Fast-forwarding to my final paper, “Childhood Dreams To Adulthood Reality” I would like to mention that there are some notable changes in my writing style and the way I introduce my ideas and opinions. This paper’s genre is revolved around the topic of creating a research paper. I had to include many concepts of Freud and outside sources to connect them to the story I was investigating, which was Oates’s story, “Where Are You Going, Where Have You Been?”. In my opinion, I didn’t necessarily put in physical time, but I have given a lot of thought on how to present my ideas to my audience in a sufficient way. With the help of my tutor and with the many peer reviews Professor von Uhl has assigned to her class, I believe that this paper was satisfactory. “Both of those psychoanalytic concepts mentioned before introduces a major conflict that Connie is dealing with mid-way into the story; dreams. Connie’s desires are real and cannot be mistaken for anything else, but those desires manifested into nightmares wrapped in disguise” (Lakshmi) I believe this topic sentence I’ve created in order to introduce my main argument is, so far the best statement I’ve made during my time. It transitions from wishful impulses and connects it with Connie’s dreams and fantasies. However my essay still had many mistakes here and there, so compare to the peer reviews in September, this one we have conducted over the past month or so has given me incredible advice. My peers asked many questions about my paper since I was doing a story that only a few scholars have read, which gives me feedback about where and what should I be clearer. In addition, the grammar lessons we have learned in Professor von Uhl’s class increase our knowledge of sentence structure and such. To add on, the presentations I have given based on this paper have also given me great feedback because I could answer those questions in my essay thus meaning readers who will come across my paper won’t be as confused when reading my essay.

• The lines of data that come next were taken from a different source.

//! 环境状态快照与安装进度事件

use std::fmt;

use serde::Serialize;

/// 运行环境状态；每次查询都重新探测，不缓存
#[derive(Debug, Clone, Default, PartialEq, Eq, Serialize)]
pub struct EnvironmentStatus {
    pub python_installed: bool,
    pub python_version: Option<String>,
    pub miniforge_installed: bool,
    pub brain_environment_exists: bool,
    pub brain_package_installed: bool,
    pub brain_server_running: bool,
    pub conda_version: Option<String>,
    pub brain_version: Option<String>,
    pub using_system_python: bool,
}

impl EnvironmentStatus {
    /// 设置页顶部的一行摘要
    pub fn summary(&self) -> &'static str {
        if self.brain_server_running {
            "Brain server is running"
        } else if self.brain_package_installed {
            "Environment ready, brain server stopped"
        } else if self.brain_environment_exists {
            "Brain environment exists but package is not installed"
        } else if self.miniforge_installed || self.using_system_python {
            "Python runtime installed but brain environment not ready"
        } else {
            "Environment not installed"
        }
    }
}

/// 安装步骤
#[derive(Debug, Clone, Copy, PartialEq, Eq, Serialize)]
#[serde(rename_all = "lowercase")]
pub enum InstallStep {
    Detect,
    Runtime,
    Environment,
    Package,
    Verify,
    Complete,
    Error,
}

impl InstallStep {
    pub fn as_str(&self) -> &'static str {
        match self {
            InstallStep::Detect => "detect",
            InstallStep::Runtime => "runtime",
            InstallStep::Environment => "environment",
            InstallStep::Package => "package",
            InstallStep::Verify => "verify",
            InstallStep::Complete => "complete",
            InstallStep::Error => "error",
        }
    }

    /// 各检查点的进度百分比
    pub fn progress(&self) -> u8 {
        match self {
            InstallStep::Detect => 5,
            InstallStep::Runtime => 15,
            InstallStep::Environment => 25,
            InstallStep::Package => 60,
            InstallStep::Verify => 90,
            InstallStep::Complete => 100,
            InstallStep::Error => 0,
        }
    }
}

impl fmt::Display for InstallStep {
    fn fmt(&self, f: &mut fmt::Formatter<'_>) -> fmt::Result {
        f.write_str(self.as_str())
    }
}

/// 一次进度回调
#[derive(Debug, Clone, PartialEq, Eq, Serialize)]
pub struct InstallationProgress {
    pub step: InstallStep,
    pub progress: u8,
    pub message: String,
    #[serde(skip_serializing_if = "Option::is_none")]
    pub error: Option<String>,
}

impl InstallationProgress {
    pub fn step(step: InstallStep, message: impl Into<String>) -> Self {
        Self {
            step,
            progress: step.progress(),
            message: message.into(),
            error: None,
        }
    }

    pub fn failed(error: impl Into<String>) -> Self {
        Self {
            step: InstallStep::Error,
            progress: 0,
            message: "Installation failed".to_string(),
            error: Some(error.into()),
        }
    }

    pub fn is_error(&self) -> bool {
        self.step == InstallStep::Error
    }
}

Although the fall semester is done and I will be moving on to more challenging classes, this experience has changed me whether I wanted to acknowledge that or not. I understand that when I don’t understand a certain topic we discussed in class, it is best to put away your ego and ask your professor for help and guidance. I also come to realize that grammar will be important to learn in order to become a great academic scholar/writer and, even though it is difficult I will have to take baby steps in my writing, listening to the feedback and comments to better improve my writing a bit in the future assignment. I appreciate this hybrid class and I hope to increase my knowledge of Freud and grammar.